■ Instructions for the task
Please repeat the lines below, exactly and only, from the one that holds "pub struct DocumentAssembler" through the one that holds "pub fn collection_url(&self, resource_type: ResourceType)".

■ Given records
# # # #

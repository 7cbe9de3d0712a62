//! Document Assembler: renders entities into JSON:API document trees.
//!
//! Every relationship a type declares is rendered with `self` and `related`
//! links. Linkage `data` is only present for relationships that were loaded
//! for the request, and loaded targets are merged into `included`.

use std::collections::{BTreeMap, HashSet};
use std::sync::Arc;

use pagination::{PageInfo, PageLinks};
use serde::Serialize;
use url::Url;

use super::registry::{Cardinality, EntityRegistry};
use super::{Attributes, Entity, ResourceKey, ResourceType};

/// `{id, type}` reference to a resource.
#[derive(Debug, Clone, PartialEq, Eq, Hash, Serialize)]
pub struct ResourceIdentifier {
    pub id: String,
    #[serde(rename = "type")]
    pub resource_type: ResourceType,
}

impl ResourceIdentifier {
    /// Identifier of `entity`.
    pub fn of(entity: &Entity) -> Self {
        Self::from_key(entity.key())
    }

    pub fn from_key(key: ResourceKey) -> Self {
        Self {
            id: key.id.to_string(),
            resource_type: key.resource_type,
        }
    }
}

/// Relationship linkage: `null`, one identifier, or an array.
#[derive(Debug, Clone, PartialEq, Eq, Serialize)]
#[serde(untagged)]
pub enum Linkage {
    ToOne(Option<ResourceIdentifier>),
    ToMany(Vec<ResourceIdentifier>),
}

impl Linkage {
    /// Linkage for `related`, shaped by the declared cardinality.
    pub fn for_cardinality(cardinality: Cardinality, related: &[Entity]) -> Self {
        match cardinality {
            Cardinality::ToOne => Self::ToOne(related.first().map(ResourceIdentifier::of)),
            Cardinality::ToMany => Self::ToMany(related.iter().map(ResourceIdentifier::of).collect()),
        }
    }
}

/// `self` and `related` URLs of a relationship.
#[derive(Debug, Clone, PartialEq, Eq, Serialize)]
pub struct RelationshipLinks {
    /// `{base}/{type}/{id}/relationships/{name}`.
    #[serde(rename = "self")]
    pub self_link: String,
    /// `{base}/{type}/{id}/{name}`.
    pub related: String,
}

/// One entry of a resource object's `relationships` member.
#[derive(Debug, Clone, PartialEq, Eq, Serialize)]
pub struct RelationshipObject {
    pub links: RelationshipLinks,
    /// Present only when the relationship was loaded.
    #[serde(skip_serializing_if = "Option::is_none")]
    pub data: Option<Linkage>,
}

/// JSON:API resource object.
#[derive(Debug, Clone, PartialEq, Eq, Serialize)]
pub struct ResourceObject {
    pub id: String,
    #[serde(rename = "type")]
    pub resource_type: ResourceType,
    /// Allow-listed attributes; hidden fields never appear.
    pub attributes: Attributes,
    /// Every declared relationship, keyed by name.
    #[serde(skip_serializing_if = "BTreeMap::is_empty")]
    pub relationships: BTreeMap<&'static str, RelationshipObject>,
}

/// Top-level `data` member.
#[derive(Debug, Clone, PartialEq, Eq, Serialize)]
#[serde(untagged)]
pub enum PrimaryData {
    Resource(Option<Box<ResourceObject>>),
    Collection(Vec<ResourceObject>),
    Identifiers(Linkage),
}

/// Top-level JSON:API envelope.
#[derive(Debug, Clone, PartialEq, Eq, Serialize)]
pub struct ResourceDocument {
    pub data: PrimaryData,
    /// Deduplicated related resources, omitted when empty.
    #[serde(skip_serializing_if = "Option::is_none")]
    pub included: Option<Vec<ResourceObject>>,
    /// Pagination links, set on collection documents only.
    #[serde(skip_serializing_if = "Option::is_none")]
    pub links: Option<PageLinks>,
}

/// Targets of one relationship loaded for a request.
#[derive(Debug, Clone, PartialEq, Eq)]
pub struct LoadedRelationship {
    pub name: &'static str,
    /// Declared cardinality, which shapes the rendered linkage.
    pub cardinality: Cardinality,
    /// Related records ordered by primary key. At most one for to-one.
    pub related: Vec<Entity>,
}

/// An entity together with the relationships loaded for it.
#[derive(Debug, Clone, PartialEq, Eq)]
pub struct Hydrated {
    pub entity: Entity,
    pub loaded: Vec<LoadedRelationship>,
}

impl Hydrated {
    /// An entity with nothing loaded.
    pub const fn bare(entity: Entity) -> Self {
        Self {
            entity,
            loaded: Vec::new(),
        }
    }
}

/// Builds documents and links rooted at the public API URL.
#[derive(Debug, Clone)]
pub struct DocumentAssembler {
    base: Url,
    registry: Arc<EntityRegistry>,
}

impl DocumentAssembler {
    /// Assembler rooted at the public API `base` URL.
    pub fn new(base: Url, registry: Arc<EntityRegistry>) -> Self {
        Self { base, registry }
    }

    fn base_str(&self) -> &str {
        self.base.as_str().trim_end_matches('/')
    }

    /// `{base}/{type}`.
    pub fn collection_url(&self, resource_type: ResourceType) -> Url {
        let mut url = self.base.clone();
        url.set_query(None);
        if let Ok(mut segments) = url.path_segments_mut() {
            segments.pop_if_empty().push(resource_type.as_str());
        }
        url
    }

    /// Canonical `{base}/{type}/{id}` reference, used for `Location`.
    pub fn location(&self, key: ResourceKey) -> String {
        format!("{}/{}/{}", self.base_str(), key.resource_type, key.id)
    }

    /// Links for relationship `name` of `key`.
    pub fn relationship_links(&self, key: ResourceKey, name: &str) -> RelationshipLinks {
        let parent = self.location(key);
        RelationshipLinks {
            self_link: format!("{parent}/relationships/{name}"),
            related: format!("{parent}/{name}"),
        }
    }

    /// Render one resource object: allow-listed attributes plus one
    /// relationship object per declared relationship.
    pub fn render_resource(&self, hydrated: &Hydrated) -> ResourceObject {
        let entity = &hydrated.entity;
        let key = entity.key();
        let mut relationships = BTreeMap::new();
        if let Ok(descriptor) = self.registry.describe(key.resource_type) {
            for relationship in descriptor.relationships() {
                let data = hydrated
                    .loaded
                    .iter()
                    .find(|loaded| loaded.name == relationship.name())
                    .map(|loaded| Linkage::for_cardinality(loaded.cardinality, &loaded.related));
                relationships.insert(
                    relationship.name(),
                    RelationshipObject {
                        links: self.relationship_links(key, relationship.name()),
                        data,
                    },
                );
            }
        }
        ResourceObject {
            id: key.id.to_string(),
            resource_type: key.resource_type,
            attributes: entity.attributes(),
            relationships,
        }
    }

    /// Single-resource document with its loaded relationships in `included`.
    pub fn resource_document(&self, hydrated: &Hydrated) -> ResourceDocument {
        ResourceDocument {
            data: PrimaryData::Resource(Some(Box::new(self.render_resource(hydrated)))),
            included: self.included(std::slice::from_ref(hydrated)),
            links: None,
        }
    }

    /// Collection document. `included` merges every member's loaded targets,
    /// deduplicated by type and id, and is omitted when empty.
    pub fn collection_document(
        &self,
        members: &[Hydrated],
        links: Option<PageLinks>,
    ) -> ResourceDocument {
        ResourceDocument {
            data: PrimaryData::Collection(
                members
                    .iter()
                    .map(|member| self.render_resource(member))
                    .collect(),
            ),
            included: self.included(members),
            links,
        }
    }

    /// Document for a related endpoint, shaped by declared cardinality.
    pub fn related_document(&self, cardinality: Cardinality, related: Vec<Entity>) -> ResourceDocument {
        match cardinality {
            Cardinality::ToOne => ResourceDocument {
                data: PrimaryData::Resource(
                    related
                        .into_iter()
                        .next()
                        .map(|entity| Box::new(self.render_resource(&Hydrated::bare(entity)))),
                ),
                included: None,
                links: None,
            },
            Cardinality::ToMany => {
                let members: Vec<Hydrated> = related.into_iter().map(Hydrated::bare).collect();
                self.collection_document(&members, None)
            }
        }
    }

    /// Linkage-only document for a relationship endpoint.
    pub fn identifier_document(cardinality: Cardinality, related: &[Entity]) -> ResourceDocument {
        ResourceDocument {
            data: PrimaryData::Identifiers(Linkage::for_cardinality(cardinality, related)),
            included: None,
            links: None,
        }
    }

    /// Pagination links for a `resource_type` listing.
    pub fn page_links<'a, I>(&self, resource_type: ResourceType, params: I, info: &PageInfo) -> PageLinks
    where
        I: IntoIterator<Item = (&'a str, &'a str)>,
    {
        PageLinks::build(&self.collection_url(resource_type), params, info)
    }

    fn included(&self, members: &[Hydrated]) -> Option<Vec<ResourceObject>> {
        let mut seen = HashSet::new();
        let included: Vec<ResourceObject> = members
            .iter()
            .flat_map(|member| member.loaded.iter())
            .flat_map(|loaded| loaded.related.iter())
            .filter(|entity| seen.insert(entity.key()))
            .map(|entity| self.render_resource(&Hydrated::bare(entity.clone())))
            .collect();
        (!included.is_empty()).then_some(included)
    }
}

#[cfg(test)]
mod tests {
    use super::*;
    use crate::domain::{Author, Book, Comment};
    use chrono::{DateTime, TimeZone, Utc};
    use pagination::PageRequest;
    use rstest::{fixture, rstest};
    use serde_json::json;

    fn at() -> DateTime<Utc> {
        Utc.with_ymd_and_hms(2019, 1, 1, 0, 0, 0)
            .single()
            .expect("valid timestamp")
    }

    fn book(id: i64) -> Entity {
        Entity::Book(Book {
            id,
            title: format!("Book {id}"),
            description: "A description".into(),
            publication_year: "2019".into(),
            created_at: at(),
            updated_at: at(),
        })
    }

    fn author(id: i64) -> Entity {
        Entity::Author(Author {
            id,
            name: format!("Author {id}"),
            created_at: at(),
            updated_at: at(),
        })
    }

    fn comment(id: i64) -> Entity {
        Entity::Comment(Comment {
            id,
            message: "Nice".into(),
            user_id: None,
            book_id: None,
            created_at: at(),
            updated_at: at(),
        })
    }

    fn with_books(entity: Entity, books: Vec<Entity>) -> Hydrated {
        Hydrated {
            entity,
            loaded: vec![LoadedRelationship {
                name: "books",
                cardinality: Cardinality::ToMany,
                related: books,
            }],
        }
    }

    #[fixture]
    fn assembler() -> DocumentAssembler {
        DocumentAssembler::new(
            Url::parse("http://localhost:8080/api/v1").expect("valid url"),
            Arc::new(EntityRegistry::standard()),
        )
    }

    #[rstest]
    fn resources_render_string_ids_and_links(assembler: DocumentAssembler) {
        let document = assembler.resource_document(&Hydrated::bare(book(1)));
        let value = serde_json::to_value(&document).expect("serializable");

        assert_eq!(value["data"]["id"], json!("1"));
        assert_eq!(value["data"]["type"], json!("books"));
        assert_eq!(value["data"]["attributes"]["publication_year"], json!("2019"));
        assert_eq!(
            value["data"]["relationships"]["authors"]["links"],
            json!({
                "self": "http://localhost:8080/api/v1/books/1/relationships/authors",
                "related": "http://localhost:8080/api/v1/books/1/authors",
            })
        );
        assert!(value["data"]["relationships"]["authors"].get("data").is_none());
        assert!(value.get("included").is_none());
        assert!(value.get("links").is_none());
    }

    #[rstest]
    fn included_members_are_deduplicated(assembler: DocumentAssembler) {
        let members = vec![
            with_books(author(1), vec![book(1), book(2)]),
            with_books(author(2), vec![book(2), book(3)]),
        ];
        let document = assembler.collection_document(&members, None);
        let included = document.included.expect("included present");
        let ids: Vec<&str> = included.iter().map(|object| object.id.as_str()).collect();
        assert_eq!(ids, ["1", "2", "3"]);
    }

    #[rstest]
    fn empty_includes_are_omitted(assembler: DocumentAssembler) {
        let members = vec![with_books(author(1), Vec::new())];
        let value = serde_json::to_value(assembler.collection_document(&members, None))
            .expect("serializable");
        assert!(value.get("included").is_none());
        assert_eq!(value["data"][0]["relationships"]["books"]["data"], json!([]));
    }

    #[rstest]
    fn unset_to_one_linkage_is_null(assembler: DocumentAssembler) {
        let hydrated = Hydrated {
            entity: comment(4),
            loaded: vec![LoadedRelationship {
                name: "users",
                cardinality: Cardinality::ToOne,
                related: Vec::new(),
            }],
        };
        let value =
            serde_json::to_value(assembler.resource_document(&hydrated)).expect("serializable");
        assert_eq!(value["data"]["relationships"]["users"]["data"], json!(null));
        assert!(value["data"]["relationships"]["books"].get("data").is_none());
    }

    #[rstest]
    fn to_many_with_one_row_still_renders_a_collection(assembler: DocumentAssembler) {
        let value = serde_json::to_value(
            assembler.related_document(Cardinality::ToMany, vec![book(7)]),
        )
        .expect("serializable");
        assert!(value["data"].is_array());

        let linkage = serde_json::to_value(DocumentAssembler::identifier_document(
            Cardinality::ToMany,
            &[book(7)],
        ))
        .expect("serializable");
        assert_eq!(linkage, json!({"data": [{"id": "7", "type": "books"}]}));
    }

    #[rstest]
    fn empty_to_one_related_document_is_null(assembler: DocumentAssembler) {
        let value = serde_json::to_value(assembler.related_document(Cardinality::ToOne, Vec::new()))
            .expect("serializable");
        assert_eq!(value, json!({"data": null}));
    }

    #[rstest]
    fn page_links_target_the_collection(assembler: DocumentAssembler) {
        let info = PageInfo::new(PageRequest::new(1, 5).expect("valid page"), 10);
        let links = assembler.page_links(ResourceType::Books, [("sort", "title")], &info);
        assert_eq!(
            links.next.as_deref(),
            Some("http://localhost:8080/api/v1/books?sort=title&page%5Bsize%5D=5&page%5Bnumber%5D=2")
        );
        assert_eq!(links.prev, None);
    }

    #[rstest]
    fn location_points_at_the_resource(assembler: DocumentAssembler) {
        assert_eq!(
            assembler.location(book(12).key()),
            "http://localhost:8080/api/v1/books/12"
        );
    }
}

# # # #

■ Your solution
pub struct DocumentAssembler {
    base: Url,
    registry: Arc<EntityRegistry>,
}

impl DocumentAssembler {
    /// Assembler rooted at the public API `base` URL.
    pub fn new(base: Url, registry: Arc<EntityRegistry>) -> Self {
        Self { base, registry }
    }

    fn base_str(&self) -> &str {
        self.base.as_str().trim_end_matches('/')
    }

    /// `{base}/{type}`.
    pub fn collection_url(&self, resource_type: ResourceType) -> Url {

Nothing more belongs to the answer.